The SUMO-1 modification (sumoylation) pathway resembles that of ubiquitin conjugation, but the enzymes involved in the two processes are distinct (10). SUMO-1 (also known as sentrin, GMP1, PIC1, and Ubl1, or in yeast as Smt3) is activated for conjugation by E1 enzymes and subsequently transferred to the E2-conjugating enzyme Ubc9 (11–15). Sumoylation is reversible (16–18). The genes encoding all key proteins of the modification process are essential in yeast, and the conjugation machinery is well conserved (13, 16, 19). The sumoylation appears to play multiple roles, including (i) protein targeting, (ii) protein stabilization, and (iii) transcriptional activation. Conjugation of SUMO-1 to RanGAP1 targets the otherwise cytosolic protein to the nuclear pore complex (20–22), and modification of promyelocytic leukemia protein by SUMO-1 has been reported to direct it to subnuclear domains termed promyelocytic leukemia protein nuclear bodies (23, 24). This latter modification may also be needed for promyelocytic leukemia protein-mediated recruitment of other proteins to these structures (25). Sumoylation can prevent degradation of the target protein, as exemplified by IκBα (26). The potential importance of sumoylation in transcriptional regulation is highlighted by recent reports that modification of p53 by SUMO-1 can enhance its transcriptional activity (27, 28).

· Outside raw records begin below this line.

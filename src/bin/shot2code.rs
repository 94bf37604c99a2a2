//! CLI binary for shot2code.
//!
//! A thin shim over the library crate with two modes:
//!
//! * `shot2code serve`    — HTTP server exposing `POST /api/generate`
//! * `shot2code generate` — one-shot client: screenshot file in, code out
//!
//! All pipeline logic lives in the library; this file only maps HTTP and
//! CLI surfaces onto [`shot2code::generate`].

use std::net::SocketAddr;
use std::path::PathBuf;
use std::sync::Arc;

use anyhow::{bail, Context, Result};
use axum::extract::rejection::JsonRejection;
use axum::extract::State;
use axum::http::StatusCode;
use axum::response::{IntoResponse, Response};
use axum::routing::{get, post};
use axum::{Json, Router};
use base64::engine::general_purpose::STANDARD;
use base64::Engine as _;
use clap::{Parser, Subcommand};
use serde_json::json;
use shot2code::{generate, Framework, GenerateRequest, GenerationConfig};
use tower_http::cors::CorsLayer;
use tower_http::trace::TraceLayer;
use tracing::{error, info, warn};
use tracing_subscriber::EnvFilter;

const AFTER_HELP: &str = r#"EXAMPLES:
  # Start the HTTP server (presentation layer posts to /api/generate)
  shot2code serve --addr 127.0.0.1:3000

  # One-shot: screenshot file → React component on stdout
  shot2code generate screenshot.png --framework react

  # Vue component, written to a file
  shot2code generate dashboard.jpg -f vue -o Dashboard.vue

REQUEST CONTRACT (serve mode):
  POST /api/generate
    { "image": "data:image/png;base64,...", "framework": "react|vue|html" }
  → 200 { "code": "..." }
  → 4xx/5xx { "error": "..." }   (upstream API status forwarded verbatim)

ENVIRONMENT VARIABLES:
  ANTHROPIC_API_KEY   Anthropic API key (required to generate)
  ANTHROPIC_MODEL     Override the model ID (default: claude-sonnet-4-20250514)
  SHOT2CODE_ADDR      Listen address for serve mode

SETUP:
  1. Set API key:  export ANTHROPIC_API_KEY=sk-ant-...
  2. Serve:        shot2code serve
"#;

/// Generate front-end code from UI screenshots using Vision LLMs.
#[derive(Parser, Debug)]
#[command(
    name = "shot2code",
    version,
    about = "Generate React, Vue, or HTML code from UI screenshots using Vision LLMs",
    after_long_help = AFTER_HELP
)]
struct Cli {
    #[command(subcommand)]
    command: Command,

    /// Enable DEBUG-level tracing logs.
    #[arg(short, long, global = true, env = "SHOT2CODE_VERBOSE")]
    verbose: bool,

    /// Suppress all output except errors.
    #[arg(short, long, global = true, env = "SHOT2CODE_QUIET")]
    quiet: bool,
}

#[derive(Subcommand, Debug)]
enum Command {
    /// Run the HTTP server.
    Serve {
        /// Listen address.
        #[arg(long, env = "SHOT2CODE_ADDR", default_value = "127.0.0.1:3000")]
        addr: SocketAddr,
    },

    /// Generate code for a single screenshot file and exit.
    Generate {
        /// PNG or JPEG screenshot file.
        image: PathBuf,

        /// Target framework.
        #[arg(short, long, value_enum, default_value = "react")]
        framework: FrameworkArg,

        /// Write the code to this file instead of stdout.
        #[arg(short, long)]
        output: Option<PathBuf>,
    },
}

#[derive(clap::ValueEnum, Clone, Copy, Debug)]
enum FrameworkArg {
    React,
    Vue,
    Html,
}

impl From<FrameworkArg> for Framework {
    fn from(v: FrameworkArg) -> Self {
        match v {
            FrameworkArg::React => Framework::React,
            FrameworkArg::Vue => Framework::Vue,
            FrameworkArg::Html => Framework::Html,
        }
    }
}

#[tokio::main]
async fn main() -> Result<()> {
    let cli = Cli::parse();

    // ── Logging setup ────────────────────────────────────────────────────
    let filter = if cli.quiet {
        "error"
    } else if cli.verbose {
        "debug"
    } else {
        "info"
    };
    tracing_subscriber::fmt()
        .with_env_filter(
            EnvFilter::try_from_default_env().unwrap_or_else(|_| EnvFilter::new(filter)),
        )
        .with_writer(std::io::stderr)
        .init();

    let config = GenerationConfig::from_env().context("Invalid configuration")?;

    match cli.command {
        Command::Serve { addr } => serve(addr, config).await,
        Command::Generate {
            image,
            framework,
            output,
        } => generate_once(&image, framework.into(), output.as_deref(), &config, cli.quiet).await,
    }
}

// ── Serve mode ───────────────────────────────────────────────────────────

async fn serve(addr: SocketAddr, config: GenerationConfig) -> Result<()> {
    if config.api_key.is_empty() {
        // Start anyway: requests will answer 500 with an actionable message,
        // which is friendlier during setup than refusing to boot.
        warn!("ANTHROPIC_API_KEY is not set; all generate requests will fail");
    }

    let app = app(Arc::new(config));

    let listener = tokio::net::TcpListener::bind(addr)
        .await
        .with_context(|| format!("Failed to bind {addr}"))?;
    info!(%addr, "shot2code listening");

    axum::serve(listener, app)
        .await
        .context("Server terminated")?;
    Ok(())
}

/// Build the router. Split out so it stays testable without a socket.
fn app(config: Arc<GenerationConfig>) -> Router {
    Router::new()
        .route("/api/generate", post(generate_handler))
        .route("/health", get(health_handler))
        .with_state(config)
        .layer(TraceLayer::new_for_http())
        .layer(CorsLayer::permissive())
}

async fn health_handler() -> Json<serde_json::Value> {
    Json(json!({ "status": "ok" }))
}

/// `POST /api/generate` — the single inbound operation of the core.
///
/// Success: `200 {"code": ...}`. Failure: `{"error": ...}` with the status
/// from [`shot2code::GenerateError::status_code`]; the caller never sees a
/// partially-formed success body.
async fn generate_handler(
    State(config): State<Arc<GenerationConfig>>,
    request: Result<Json<GenerateRequest>, JsonRejection>,
) -> Response {
    // A body that is not JSON at all still gets the {"error": ...} shape.
    let Json(request) = match request {
        Ok(body) => body,
        Err(rejection) => {
            warn!(error = %rejection, "rejecting unparseable request body");
            return (
                StatusCode::BAD_REQUEST,
                Json(json!({ "error": format!("Invalid request body: {rejection}") })),
            )
                .into_response();
        }
    };

    match generate(&request, &config).await {
        Ok(output) => (StatusCode::OK, Json(json!({ "code": output.code }))).into_response(),
        Err(e) => {
            let status =
                StatusCode::from_u16(e.status_code()).unwrap_or(StatusCode::INTERNAL_SERVER_ERROR);
            if status.is_server_error() {
                error!(status = status.as_u16(), error = %e, "generation failed");
            } else {
                warn!(status = status.as_u16(), error = %e, "request rejected");
            }
            (status, Json(json!({ "error": e.to_string() }))).into_response()
        }
    }
}

// ── One-shot mode ────────────────────────────────────────────────────────

/// Read a screenshot file, wrap it as a data URL, and run one generation.
///
/// The data-URL encoding normally done by the browser happens here instead,
/// since in this mode the CLI *is* the presentation layer.
async fn generate_once(
    image_path: &std::path::Path,
    framework: Framework,
    output: Option<&std::path::Path>,
    config: &GenerationConfig,
    quiet: bool,
) -> Result<()> {
    let bytes = std::fs::read(image_path)
        .with_context(|| format!("Failed to read '{}'", image_path.display()))?;

    let subtype = match image::guess_format(&bytes) {
        Ok(image::ImageFormat::Png) => "png",
        Ok(image::ImageFormat::Jpeg) => "jpeg",
        Ok(other) => bail!(
            "Unsupported image format {:?} in '{}': use PNG or JPEG",
            other,
            image_path.display()
        ),
        Err(_) => bail!("'{}' is not a recognisable image", image_path.display()),
    };

    let request = GenerateRequest {
        image: Some(format!("data:image/{subtype};base64,{}", STANDARD.encode(&bytes))),
        framework: Some(framework.as_str().to_string()),
    };

    let result = generate(&request, config)
        .await
        .context("Generation failed")?;

    match output {
        Some(path) => {
            std::fs::write(path, &result.code)
                .with_context(|| format!("Failed to write '{}'", path.display()))?;
            if !quiet {
                eprintln!("Wrote {} bytes to {}", result.code.len(), path.display());
            }
        }
        None => {
            println!("{}", result.code);
        }
    }

    if !quiet {
        eprintln!(
            "{} · {} tokens in / {} tokens out · {}ms",
            result.model, result.input_tokens, result.output_tokens, result.duration_ms
        );
    }

    Ok(())
}
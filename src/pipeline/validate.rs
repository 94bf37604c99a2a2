//! Request validation: field presence, framework name, API credential.
//!
//! Checks run in a fixed order so the caller always gets the most actionable
//! error first: missing fields before an unrecognised framework, and both
//! before the credential check. The credential check is an operational
//! precondition, not a per-request issue, but it runs here so a misconfigured
//! process rejects work before any upstream call is attempted.

use crate::config::GenerationConfig;
use crate::error::GenerateError;
use crate::request::{Framework, GenerateRequest, ValidRequest};

/// Validate the raw request against the config.
///
/// No side effects beyond the checks; on success returns the strictly-typed
/// [`ValidRequest`] the rest of the pipeline works with.
pub fn validate_request(
    request: &GenerateRequest,
    config: &GenerationConfig,
) -> Result<ValidRequest, GenerateError> {
    let image = request
        .image
        .as_deref()
        .filter(|s| !s.is_empty())
        .ok_or(GenerateError::MissingField { field: "image" })?;

    let framework_str = request
        .framework
        .as_deref()
        .filter(|s| !s.is_empty())
        .ok_or(GenerateError::MissingField { field: "framework" })?;

    let framework: Framework =
        framework_str
            .parse()
            .map_err(|_| GenerateError::UnsupportedFramework {
                value: framework_str.to_string(),
            })?;

    if config.api_key.is_empty() {
        return Err(GenerateError::MissingApiKey);
    }

    Ok(ValidRequest {
        image: image.to_string(),
        framework,
    })
}

#[cfg(test)]
mod tests {
    use super::*;

    fn config() -> GenerationConfig {
        GenerationConfig::builder().api_key("test-key").build().unwrap()
    }

    fn request(image: Option<&str>, framework: Option<&str>) -> GenerateRequest {
        GenerateRequest {
            image: image.map(String::from),
            framework: framework.map(String::from),
        }
    }

    #[test]
    fn accepts_well_formed_request() {
        let valid =
            validate_request(&request(Some("data:image/png;base64,AAAA"), Some("vue")), &config())
                .expect("valid request");
        assert_eq!(valid.framework, Framework::Vue);
        assert_eq!(valid.image, "data:image/png;base64,AAAA");
    }

    #[test]
    fn missing_image_reported_first() {
        let err = validate_request(&request(None, Some("react")), &config()).unwrap_err();
        assert!(matches!(err, GenerateError::MissingField { field: "image" }));
    }

    #[test]
    fn empty_image_counts_as_missing() {
        let err = validate_request(&request(Some(""), Some("react")), &config()).unwrap_err();
        assert!(matches!(err, GenerateError::MissingField { field: "image" }));
    }

    #[test]
    fn missing_framework_rejected() {
        let err = validate_request(&request(Some("data:..."), None), &config()).unwrap_err();
        assert!(matches!(
            err,
            GenerateError::MissingField { field: "framework" }
        ));
    }

    #[test]
    fn unknown_framework_rejected() {
        let err =
            validate_request(&request(Some("data:..."), Some("angular")), &config()).unwrap_err();
        match err {
            GenerateError::UnsupportedFramework { value } => assert_eq!(value, "angular"),
            other => panic!("expected UnsupportedFramework, got {other:?}"),
        }
    }

    #[test]
    fn missing_api_key_checked_after_fields() {
        let no_key = GenerationConfig::default();
        let err =
            validate_request(&request(Some("data:..."), Some("html")), &no_key).unwrap_err();
        assert!(matches!(err, GenerateError::MissingApiKey));

        // Field errors still win over the credential error.
        let err = validate_request(&request(None, None), &no_key).unwrap_err();
        assert!(matches!(err, GenerateError::MissingField { field: "image" }));
    }
}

The present study shows that a nuclear receptor, AR, is covalently modified by SUMO-1. We have identified the sumoylation sites in the N-terminal domain of AR and show that the SUMO-1 modification in certain contexts indeed inhibits the activity of AR. Intriguingly, the sumoylation sites are identical to the negative motifs in AR and GR, which have recently been shown to restrict the transcriptional synergy of these receptors on promoters containing compound response elements (29).
Materials and Methods
Materials.
The rabbit polyclonal anti-AR antibody K183 has been described (30). Mouse monoclonal anti-Flag antibody M2, rabbit polyclonal anti-green fluorescent protein (anti-GFP), and mouse monoclonal anti-GMP-1 were from Sigma, Santa Cruz Biotechnology, and Zymed, respectively. Horseradish peroxidase-conjugated anti-rabbit IgG and anti-mouse IgG were from Zymed. Lissamine-rhodamine-conjugated goat anti-mouse IgG was from Jackson ImmunoResearch.
Plasmid Constructions.
pcDNA-Flag vector was constructed by inserting a double-stranded oligonucleotide encoding the Flag epitope into the KpnI/BamHI site of the mammalian expression vector pcDNA3.1(+) (Invitrogen). To create pcDNA-Flag-hAR, the region encoding the N-terminal region of hAR was cloned in-frame with BglII/EcoRI into the BamHI/EcoRI site of pcDNA-Flag. Subsequently, the EcoRI/XbaI fragment encoding the C-terminal part of hAR was inserted to generate full-length receptor expression vector. Point mutations K386R and K520R were generated in hAR by overlapping PCR, and the mutated fragments were introduced into pcDNA-Flag-hAR by using Eco91I/Eco47III and KpnI/HindIII sites in the hAR cDNA, respectively, to create pcDNA-Flag-K386R, pcDNA-Flag-K520R, and pcDNA-Flag-K386R/K520R expression constructs. pcDNA-Flag-hARΔDBD, lacking the amino acids 576– 657, was created by ligating the BglII/BamHI fragment from pEGFP-hARΔDBD to the BamHI site of pcDNA-Flag. Glutathione S-transferase (GST)-Ubc9 was constructed by inserting a PCR-amplified fragment encoding Ubc9 amino acids 2–158 into the BamHI/EcoRI site of pGEX-5X-1 (Amersham Pharmacia). pFlag-SUMO-1 was generated by inserting a PCR-amplified cDNA fragment encoding SUMO-1 amino acids 2–101 to the HindIII/SalI site of pFlag-CMV-2. For the pEGFP-SUMO-1GA mutant, the PCR primer carried a point mutation that converts G97A. For expression of GST-SUMO-1 and enhanced GFP (EGFP)-SUMO-1, the SUMO-1 cDNA fragment was inserted into the BamHI/SalI site of pGEX-5X-1 or the BglII/SalI site of pEGFP-C2 (CLONTECH). All PCR-amplified fragments were verified by sequencing. pARE2-TATA-LUC and pFLAG-Ubc9 have been described (9, 31). pCMV-RelA and pκB6tk-LUC were from Patrick Baeuerle (Alberts-Ludwig Universität, Freiburg, Germany) (32). pGEM3Z-hGR was provided by Eckardt Treuter (Karolinska Institute, Huddinge, Sweden). pSG5-TRα1, pCMV5-hERα, and pCMV5-ERβ vectors were gifts from Paul M. Yen (National Institutes of Health, Bethesda, MD), Benita Katzenellenbogen (University of Illinois, Urbana), and Jan-Åke Gustafsson (Karolinska Institute, Huddinge, Sweden), respectively. For pSG5-hERα and pSG5-hERβ, the corresponding cDNAs from the pCMV5 constructs were inserted into pSG5.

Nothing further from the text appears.